Gang Ready to Jump Into Action if Obama-Boehner Talks Fail

Updated: December 10, 2012 | 6:21 a.m.
December 9, 2012 | 12:00 p.m.

Sen. Tom Coburn, R-Okla., in Washington, Wednesday, Sept. 19, 2012. (AP Photo/J. Scott Applewhite)

After two years of near-weekly meetings, countless conference calls, breakfasts, and dinners spent batting back and forth deficit-reduction ideas, the bipartisan “Gang of Eight” senators is shifting its focus, now that the deadline for a fiscal-cliff deal is just days away.

Instead of trying to craft its own deal, the group is putting its considerable energy toward encouraging a budget compromise between House Speaker John Boehner and President Obama, according to aides of the senators. Should Obama and Boehner arrive at a deal, the group will seek to rally momentum for its passage on Capitol Hill—where it may need considerable help—although it’s questionable how much cover the senators could give a package that might come under siege from both conservatives and liberals in the House who blanch at a tax-hike/entitlement-cut deal.
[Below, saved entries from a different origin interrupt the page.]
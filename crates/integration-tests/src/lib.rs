//! Integration test helpers for shopcart.
//!
//! # Running Tests
//!
//! ```bash
//! cargo test -p shopcart-integration-tests
//! ```
//!
//! No external services are needed. Storefront tests drive the router
//! in-process with `tower::ServiceExt::oneshot`; catalog client tests start
//! a throwaway axum server on a random local port.
//!
//! # Test Categories
//!
//! - `storefront_cart` - Product grid, reveal-more, cart operations
//! - `storefront_coffee` - Add-coffee form and list
//! - `catalog_client` - Catalog fetch and background loading

#![allow(clippy::unwrap_used, clippy::expect_used)]

use axum::{
    Router,
    body::Body,
    http::{HeaderMap, Request, StatusCode, header},
};
use rust_decimal::Decimal;
use shopcart_core::{Price, Product, ProductId};
use shopcart_storefront::{
    catalog::Catalog, config::StorefrontConfig, routes, state::AppState,
};
use tower::ServiceExt;

/// Build a catalog product with a price given as a decimal string.
pub fn product(id: i32, title: &str, price: &str) -> Product {
    Product {
        id: ProductId::new(id),
        title: title.to_string(),
        price: Price::new(price.parse::<Decimal>().unwrap()).unwrap(),
        image: format!("https://example.com/images/{id}.png"),
        description: format!("Description of {title}"),
        category: "electronics".to_string(),
    }
}

/// `count` products with ids `1..=count`, all priced $1.00.
pub fn products(count: i32) -> Vec<Product> {
    (1..=count)
        .map(|id| product(id, &format!("Item #{id:02}"), "1.00"))
        .collect()
}

/// Build the storefront router around `catalog` with default configuration.
pub fn app(catalog: Catalog) -> Router {
    routes::app(AppState::new(StorefrontConfig::default(), catalog))
}

/// A rendered response with its body collected.
pub struct TestResponse {
    pub status: StatusCode,
    pub headers: HeaderMap,
    pub body: String,
}

impl TestResponse {
    /// The `Location` header of a redirect.
    pub fn location(&self) -> Option<&str> {
        self.headers
            .get(header::LOCATION)
            .and_then(|v| v.to_str().ok())
    }
}

/// A single visitor: sends requests to the app and keeps its session cookie.
pub struct Visitor {
    app: Router,
    cookie: Option<String>,
}

impl Visitor {
    pub fn new(app: Router) -> Self {
        Self { app, cookie: None }
    }

    /// A visitor whose catalog has already loaded `products`.
    pub fn with_products(products: Vec<Product>) -> Self {
        Self::new(app(Catalog::ready(products)))
    }

    /// Another visitor of the same app, with no session yet.
    pub fn stranger(&self) -> Self {
        Self::new(self.app.clone())
    }

    pub async fn get(&mut self, uri: &str) -> TestResponse {
        let request = self.request("GET", uri).body(Body::empty()).unwrap();
        self.send(request).await
    }

    /// POST an `application/x-www-form-urlencoded` body.
    pub async fn post(&mut self, uri: &str, form: &str) -> TestResponse {
        let request = self
            .request("POST", uri)
            .header(header::CONTENT_TYPE, "application/x-www-form-urlencoded")
            .body(Body::from(form.to_string()))
            .unwrap();
        self.send(request).await
    }

    fn request(&self, method: &str, uri: &str) -> axum::http::request::Builder {
        let builder = Request::builder().method(method).uri(uri);
        match &self.cookie {
            Some(cookie) => builder.header(header::COOKIE, cookie),
            None => builder,
        }
    }

    async fn send(&mut self, request: Request<Body>) -> TestResponse {
        let response = self.app.clone().oneshot(request).await.unwrap();

        if let Some(pair) = response
            .headers()
            .get(header::SET_COOKIE)
            .and_then(|v| v.to_str().ok())
            .and_then(|v| v.split(';').next())
        {
            self.cookie = Some(pair.to_string());
        }

        let status = response.status();
        let headers = response.headers().clone();
        let bytes = axum::body::to_bytes(response.into_body(), usize::MAX)
            .await
            .unwrap();

        TestResponse {
            status,
            headers,
            body: String::from_utf8(bytes.to_vec()).unwrap(),
        }
    }
}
The gang has not held a formal meeting since Nov. 13 and has no plans to do so, aides say. But that doesn’t mean its members aim to sit idly by as the nation careens toward a fiscal precipice.
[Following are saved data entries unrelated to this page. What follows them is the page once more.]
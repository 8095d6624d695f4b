//! Build script for storefront crate.
//!
//! Hashes the stylesheet so templates can append a cache-busting query
//! string (`main.css?v=<hash>`).

use std::env;
use std::fs;
use std::path::Path;

use sha2::{Digest, Sha256};

fn main() {
    hash_css();
}

/// Hash main.css and expose the first 8 hex chars as `CSS_HASH`.
fn hash_css() {
    let Ok(manifest_dir) = env::var("CARGO_MANIFEST_DIR") else {
        println!("cargo:rustc-env=CSS_HASH=dev");
        return;
    };
    let css_path = Path::new(&manifest_dir).join("static/css/main.css");

    println!("cargo:rerun-if-changed={}", css_path.display());

    let content = match fs::read(&css_path) {
        Ok(content) => content,
        Err(e) => {
            println!("cargo:warning=Could not read main.css: {e}");
            println!("cargo:rustc-env=CSS_HASH=dev");
            return;
        }
    };

    let hash = format!("{:x}", Sha256::digest(&content));
    let short_hash = hash.get(..8).unwrap_or(&hash);

    println!("cargo:rustc-env=CSS_HASH={short_hash}");
}
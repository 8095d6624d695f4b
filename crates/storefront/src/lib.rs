//! Shopcart storefront library.
//!
//! This crate provides the storefront functionality as a library,
//! allowing it to be tested and reused.

#![cfg_attr(not(test), forbid(unsafe_code))]

pub mod catalog;
pub mod config;
pub mod error;
mod filters;
pub mod middleware;
pub mod models;
pub mod routes;
pub mod state;
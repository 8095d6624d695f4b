//! Core types for shopcart.
//!
//! This module provides type-safe wrappers for common domain concepts.

pub mod id;
pub mod price;
pub mod product;

pub use id::ProductId;
pub use price::{Price, PriceError};
pub use product::Product;
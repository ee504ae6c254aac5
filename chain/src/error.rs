use std::time::Duration;

/// Chain-facing failures, split into the transient class (retried inside
/// this crate with backoff) and the permanent classes that are surfaced to
/// the caller unchanged.
#[derive(Debug, thiserror::Error)]
pub enum ChainError {
	#[error("transient chain error: {0}")]
	Transient(#[source] anyhow::Error),
	#[error("insufficient gas")]
	InsufficientGas,
	#[error("invalid signature")]
	InvalidSignature,
	#[error("contract abort with code {0}")]
	ContractAbort(u64),
	#[error("chain call timed out after {0:?}")]
	Timeout(Duration),
}

impl ChainError {
	pub fn is_retryable(&self) -> bool {
		matches!(self, ChainError::Transient(_) | ChainError::Timeout(_))
	}

	/// Classify an RPC-level failure. Node implementations surface contract
	/// failures as call errors with a recognizable message; anything we do
	/// not recognize is assumed transient and retried.
	pub fn classify(error: anyhow::Error) -> Self {
		let message = error.to_string().to_lowercase();
		if message.contains("insufficient gas") || message.contains("insufficientgas") {
			ChainError::InsufficientGas
		} else if message.contains("invalid signature") || message.contains("invalidsignature") {
			ChainError::InvalidSignature
		} else if let Some(code) = abort_code(&message) {
			ChainError::ContractAbort(code)
		} else {
			ChainError::Transient(error)
		}
	}
}

// Parses "... abort ... <code>" out of a call-error message.
fn abort_code(message: &str) -> Option<u64> {
	let at = message.find("abort")?;
	message[at..]
		.chars()
		.skip_while(|c| !c.is_ascii_digit())
		.take_while(|c| c.is_ascii_digit())
		.collect::<String>()
		.parse()
		.ok()
}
Their group has weighed in on debates over tax and entitlement reform since the Simpson-Bowles deficit-reduction commission ended its work two years ago without the votes needed to send its blueprint to Congress, and the eight senators are heavily invested in getting a resolution. Should the top-level leadership talks collapse at the eleventh hour, the gang could swing back into high gear.

“If too long goes by without progress, you could begin to see reengagement by others in the Senate who want to see a solution,” a GOP aide said.

For now, the gang is staying out of the spotlight, leaving the negotiating to the two men at the center of it all: Boehner and Obama.

“The negotiations at this point are almost exclusively being done by the president’s team [and] the speaker’s team, so many of the rest of us who have ideas and suggestions are kind of standing down and are letting those guys kind of go at it,” Sen. Mark Warner, a Virginia Democrat and the gang’s unofficial ringleader, told a radio station last week.

Individual members of the group have made an impact, though. When Sen. Tom Coburn , the Oklahoma Republican who is one of the Gang of Eight and also sat on the Simpson-Bowles commission, expressed openness to revenue increases, his comments helped break the ice on the GOP side.

The gang had already begun shifting its goals when the senators last met before Thanksgiving. As soon as the first big fiscal-cliff meeting between Obama and congressional leaders was announced, several members, including Sens. Mike Crapo, R-Idaho, and Mike Johanns, R-Neb., said publicly that those talks should be the main focus.

“The game plan right now is to let the negotiations between Boehner and Obama play their course and give them some room to do what they need to do,” said an aide to a member of the group.

If the leaders strike a deal, the eight senators will try to rally support for it. The gang also includes Sens. Dick Durbin, D-Ill., Kent Conrad, D-N.D., Saxby Chambliss, R-Ga., and Michael Bennet, D-Colo. 

It’s unclear how much influence the gang will wield. Because they never offered a plan of their own, the senators do not represent a broad, unified view and have no obvious constituency. 

“It’s insane to think the gang is going to have any meaningful role in this,” a Senate aide said. “They are eight guys who have been talking for two years and can’t agree to anything.”

Another reason for the gang’s lack of juice is that the Senate has long been more inclined toward bipartisanship. 

The GOP-led House is expected to be the tougher nut to crack, and the gang has limited weight with that chamber. Of the eight, Chambliss is considered the closest to Boehner, so he can offer support, but House Republicans will not necessarily follow the lead of Senate Republicans. 

“I don’t really see the Gang of Eight as having much sway with convincing House Republicans to come aboard,” said Sarah Binder, a senior fellow with the Brookings Institution. “The stepping back of the Gang of Eight is a recognition that it is not more ideas that are needed here. It’s, how do you sell this to a sufficient number of House Republicans so that Boehner can sign off on a deal?” 

This article appears in the Dec. 10, 2012, edition of National Journal Daily as Gang of Eight Shifts Focus.